Tapi tenang saja, meski novel ini sudah diklaim menyedihkan bahkan sebelum aku membacanya, novel ini bukan menceritakan kesedihan dan keputusasaan Amy, justru sebaliknya, Amy begitu tabah dan optimis. Amy yang mencoba membuat semuanya tampak baik-baik saja dan menganggap bahwa sakit bukanlah akhir dari segalanya mampu menyentuh hatiku saat membacanya. Meskipun terkadang, terselip ucapan Amy yang menyiratkan kesedihan, semua itu langsung berubah menjadi tidak menyedihkan lagi karena ada Ben yang semakin dekat dengan Amy dan mulai memberikan perhatian-perhatian kecil.

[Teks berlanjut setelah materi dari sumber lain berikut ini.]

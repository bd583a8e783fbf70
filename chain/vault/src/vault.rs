//! Vault: collateral custody, borrowing, interest and liquidation
//!
//! Every mutator follows the same shape:
//! 1. Guard checks (pause, amount, caller)
//! 2. Accrue interest on a copy of the position
//! 3. Validate and build the new position and reserve on copies
//! 4. Stage the ledger update (all fallible arithmetic happens here)
//! 5. Commit, record events, report totals
//!
//! Any error before step 5 leaves the vault exactly as it was.

use serde::{Deserialize, Serialize};
use std::sync::Arc;
use tracing::{debug, info, warn};
use types::ids::AccountId;
use types::numeric::{Amount, Price};
use types::position::Position;

use crate::accrual;
use crate::config::VaultConfig;
use crate::errors::{OracleError, VaultError};
use crate::events::{
    Borrowed, Deposited, InterestAccrued, Liquidated, OwnershipTransferred, Paused, Repaid,
    Unpaused, VaultEvent, Withdrawn,
};
use crate::ledger::{Ledger, LedgerSnapshot, StagedEntry, SystemTotals};
use crate::liquidation;
use crate::oracle::PriceOracle;
use crate::reporter::{AggregateReporter, StateAggregator};
use crate::security::{Ownable, PauseGuard};
use crate::valuation::{self, HEALTH_FACTOR_MAX};

/// Position with interest accrued up to the query time
#[derive(Debug, Clone, Copy, PartialEq, Eq, Serialize, Deserialize)]
pub struct PositionView {
    pub collateral: Amount,
    pub debt: Amount,
    pub health_factor: u128,
}

/// Single-collateral lending vault.
///
/// Borrowers lock `config.collateral_asset` and draw `config.debt_asset`
/// from the lending reserve. Time is supplied by the caller as seconds and
/// must not move backwards across mutations.
#[derive(Debug)]
pub struct Vault {
    config: VaultConfig,
    ledger: Ledger,
    /// Debt token available for lending
    reserve: Amount,
    oracle: Arc<dyn PriceOracle>,
    reporter: AggregateReporter,
    ownable: Ownable,
    pause_guard: PauseGuard,
    /// Emitted events log (append-only)
    events: Vec<VaultEvent>,
}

Ketimbang teringat dengan novel ‘The Fault in Our Stars’ aku lebih teringat ke film ‘A Walk Remember’ yang aku tonton sambil banjir air mata. Aaaa semuanya menebarkan aura sedih, optimis sekaligus romantis.

Perkembangan karakter yang aku lihat juga tidak terburu-buru dan terkesan dipaksakan. Lambat tapi pasti semuanya berubah seperti cerita pada umumnya. Aku suka Ben yang cuek tapi perhatian, saat dirinya bercanda dengan Amy, juga saat menjaga Amy. Aku juga suka Amy yang penuh perhatian. Komunikasi keduanya sangat manis sekaligus menggemaskan.

Terimakasih penulis dan Penerbit Haru yang sudah menciptakan novel ini. Sebagai penutup review ini aku memberi 5 bintang dari 5 untuk buku ini. Apa kalian jadi tertarik membaca novel ini?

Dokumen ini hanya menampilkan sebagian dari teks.